La lecture, faite en 2018 par Isabelle Adjani et Lambert Wilson6donne à entendre toutes les harmoniques et les nuances d’une histoire qui se raconte à deux voix. Nous y percevons ces discours qui se répondent en un duo, parcourant la gamme des sentiments. Dans ces récitatifs alternés, s’harmonisent les deux tessitures, la féminine et la masculine. Les amants ne sont pas à l’unisson, ils « concertent » et donc voguent de conserve. Ils ne s’imitent pas l’un l’autre, mais chacun trouve une voix nouvelle, créée pour dire cet amour. Nous ne connaissons pas l’écriture antérieure de Casarès, mais, de fait, c’est une tonalité neuve que nous entendons chez Camus, différente de celle de l’écrivain, différente de son style d’épistolier même dans ses échanges les plus intenses comme par exemple ceux de la Correspondance avec Char.

Un entraînement quotidien à l’écriture : exercice de style, exercice de vie

Camus, nous le savons et parfois il s’en plaint, consacrait à ses correspondants un temps considérable. Sa Correspondance avec Casarès, nous pouvons la lire comme un entraînement quotidien à l’écriture, des « exercices de style » non affectés, faits comme certains font, chaque jour, des Exercices Spirituels. Sans avoir été consciemment conçues pour cela ces lettres sont comme des gammes pour un pianiste, des exercices à la barre pour un danseur : l’occasion de s’assouplir dans l’art de dire ce que l’on ressent. Les deux correspondants sont, certes, deux amants avant d’être des épistoliers, mais, plus ils s’écrivent et plus ils se répètent qu’ils doivent progresser dans l’art d’écrire, que les mots leur font défaut, que grandit le besoin de dire encore plus précisément ce qu’ils vivent. Certes, ce n’est pas seulement pour faire œuvre de littérature : c’est pour mieux se dire intimement leur amour qui s’exalte dans chacune de leurs « déclarations ». Pratiquer quotidiennement cette écriture a en quelque sorte une double utilité : d’une part cela permet à leurs sentiments de devenir encore plus manifestes, rayonnants, confiants et donc séduisants, aux yeux de l’aimé et, d’autre part, en un effet collatéral non prémédité, leur écriture acquiert une exactitude, une acuité et une souplesse qui rejaillissent sur l’ensemble de leur art. On pourrait d’ailleurs étudier chez Casarès la manière dont cet art d’exprimer à Camus ses propres sentiments a eu une incidence sur son art d’exprimer les sentiments des auteurs qu’elle interprétait.
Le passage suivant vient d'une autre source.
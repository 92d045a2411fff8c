use anyhow::Result;

use crate::input::{Action, Key, Modifiers, MouseButton, MousePosition};
use crate::platform::Backend;

use super::ctx::Context;

/// Application contract driven by [`crate::window::Window`].
///
/// Every method has a no-op default; implement only what the application
/// needs. Unhandled input is silently dropped.
///
/// Call order per run:
/// 1. `init` once, before the first frame. An error aborts the run.
/// 2. per frame: input and resize callbacks (0..n), `update` once, `render` once.
/// 3. `shutdown` once after the loop ends, including after `init` or frame errors.
pub trait Application<B: Backend> {
    fn init(&mut self, ctx: &mut Context<B>) -> Result<()> {
        let _ = ctx;
        Ok(())
    }

    /// Simulation step. `dt` is the wall-clock seconds since the previous frame.
    fn update(&mut self, ctx: &mut Context<B>, dt: f64) -> Result<()> {
        let _ = (ctx, dt);
        Ok(())
    }

    /// Produces the frame; presentation follows immediately after.
    fn render(&mut self, ctx: &mut Context<B>, dt: f64) -> Result<()> {
        let _ = (ctx, dt);
        Ok(())
    }

    fn shutdown(&mut self, ctx: &mut Context<B>) {
        let _ = ctx;
    }

    /// Window size changed (window coordinates).
    fn on_window_resize(&mut self, ctx: &mut Context<B>, width: u32, height: u32) {
        let _ = (ctx, width, height);
    }

    /// Drawable size changed (pixels). Usually where viewports and depth
    /// buffers get rebuilt.
    fn on_frame_buffer_resize(&mut self, ctx: &mut Context<B>, width: u32, height: u32) {
        let _ = (ctx, width, height);
    }

    fn on_key(&mut self, ctx: &mut Context<B>, key: Key, action: Action, modifiers: Modifiers) {
        let _ = (ctx, key, action, modifiers);
    }

    fn on_mouse_move(&mut self, ctx: &mut Context<B>, position: MousePosition) {
        let _ = (ctx, position);
    }

    fn on_mouse_button(
        &mut self,
        ctx: &mut Context<B>,
        button: MouseButton,
        action: Action,
        modifiers: Modifiers,
    ) {
        let _ = (ctx, button, action, modifiers);
    }

    fn on_mouse_scroll(&mut self, ctx: &mut Context<B>, x: f64, y: f64) {
        let _ = (ctx, x, y);
    }
}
À partir du moment où ils prirent conscience du caractère exceptionnel de leur amour et de leur correspondance, au début des années 50, le style de Camus évolue7. Dans la continuité d’une écriture que l’on disait « sèche », le style s’humanise. La Chute, Le Premier Homme, certaines nouvelles, se ressentent de la chaude intensité des lettres à Maria. On n’écrit pas si longtemps, si régulièrement, l’amour sans que ces mots écrits à l’autre dans l’intimité d’une liaison ne modifient la manière d’écrire pour le public. Il y a pour Camus dans cet exercice de la correspondance une double maturation : maturation dans l’art d’écrire, maturation dans l’art de vivre ce qu’est chaque aimant dans son dans son unité propre. À plusieurs reprises Camus et Casarès se disent l’un à l’autre que, par l’autre, ils ont « grandi », mûri jusqu’à devenir pleinement ces êtres qu’ils n’étaient avant qu’en puissance. Tu m’as fait devenir une femme, tu m’as fait devenir un homme, se déclarent-ils mutuellement. Ecoutons-les alternativement.

Camus, lettre 102 du 14/12/49 :

« Avec toi, je me sens un homme. C’est pour cela sans doute qu’il s’est toujours mêlé à mon amour une gratitude immense », phrase qui trouve son pendant par la déclaration de Casarès du 06/02/50 dans la lettre 173 :

« Tu m’as vieillie mon amour, tu as fait de moi une femme quand je n’étais qu’une enfant, un être humain quand je n’étais qu’un petit animal. »

Les deux le disent de conserve, par l’autre ils deviennent ce qu’ils sont profondément, ainsi Camus dans la lettre 111 du 06/01/50 :

« Mais maintenant que tu m’as découvert le vrai prix des choses, tout ce qui n’est pas toi, me paraît dénué de sens – comme si on m’empêchait d’être celui que maintenant je suis. »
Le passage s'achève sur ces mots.